BEGIN
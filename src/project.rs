use std::path::PathBuf;
use uuid::Uuid;

use crate::canvas::ImageBuffer;

/// Stable handle of an open buffer. Never reused within a session.
#[derive(Clone, Copy, Debug, PartialEq, Eq, Hash)]
pub struct BufferId(Uuid);

impl BufferId {
    pub fn new() -> Self {
        Self(Uuid::new_v4())
    }
}

impl Default for BufferId {
    fn default() -> Self {
        Self::new()
    }
}

impl std::fmt::Display for BufferId {
    fn fmt(&self, f: &mut std::fmt::Formatter<'_>) -> std::fmt::Result {
        // First block of the UUID is enough to tell windows apart in the log.
        let s = self.0.simple().to_string();
        write!(f, "{}", &s[..8])
    }
}

/// One open document: a buffer plus where it came from.
pub struct Project {
    pub id: BufferId,
    pub buffer: ImageBuffer,
    /// `None` for blank canvases and the embedded default image.
    pub path: Option<PathBuf>,
    /// Display name (file name, or "Untitled-N").
    pub name: String,
}

impl Project {
    pub fn new_untitled(untitled_counter: usize, buffer: ImageBuffer) -> Self {
        Self::named(format!("Untitled-{}", untitled_counter), buffer)
    }

    pub fn named(name: impl Into<String>, buffer: ImageBuffer) -> Self {
        Self {
            id: BufferId::new(),
            buffer,
            path: None,
            name: name.into(),
        }
    }

    pub fn from_file(path: PathBuf, buffer: ImageBuffer) -> Self {
        let name = path
            .file_name()
            .map(|s| s.to_string_lossy().to_string())
            .unwrap_or_else(|| "Unknown".to_string());

        Self {
            id: BufferId::new(),
            buffer,
            path: Some(path),
            name,
        }
    }

    /// Window title for this document.
    pub fn display_title(&self) -> String {
        format!("pixelart - {}", self.name)
    }
}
END
● **TASK GOAL**: Please return only the lines from the one that contains "Self::new()" through the final line of the entries, each exactly as written.

● **TASK OUTPUT**:
        Self::new()
    }
}

impl std::fmt::Display for BufferId {
    fn fmt(&self, f: &mut std::fmt::Formatter<'_>) -> std::fmt::Result {
        // First block of the UUID is enough to tell windows apart in the log.
        let s = self.0.simple().to_string();
        write!(f, "{}", &s[..8])
    }
}

/// One open document: a buffer plus where it came from.
pub struct Project {
    pub id: BufferId,
    pub buffer: ImageBuffer,
    /// `None` for blank canvases and the embedded default image.
    pub path: Option<PathBuf>,
    /// Display name (file name, or "Untitled-N").
    pub name: String,
}

impl Project {
    pub fn new_untitled(untitled_counter: usize, buffer: ImageBuffer) -> Self {
        Self::named(format!("Untitled-{}", untitled_counter), buffer)
    }

    pub fn named(name: impl Into<String>, buffer: ImageBuffer) -> Self {
        Self {
            id: BufferId::new(),
            buffer,
            path: None,
            name: name.into(),
        }
    }

    pub fn from_file(path: PathBuf, buffer: ImageBuffer) -> Self {
        let name = path
            .file_name()
            .map(|s| s.to_string_lossy().to_string())
            .unwrap_or_else(|| "Unknown".to_string());

        Self {
            id: BufferId::new(),
            buffer,
            path: Some(path),
            name,
        }
    }

    /// Window title for this document.
    pub fn display_title(&self) -> String {
        format!("pixelart - {}", self.name)
    }
}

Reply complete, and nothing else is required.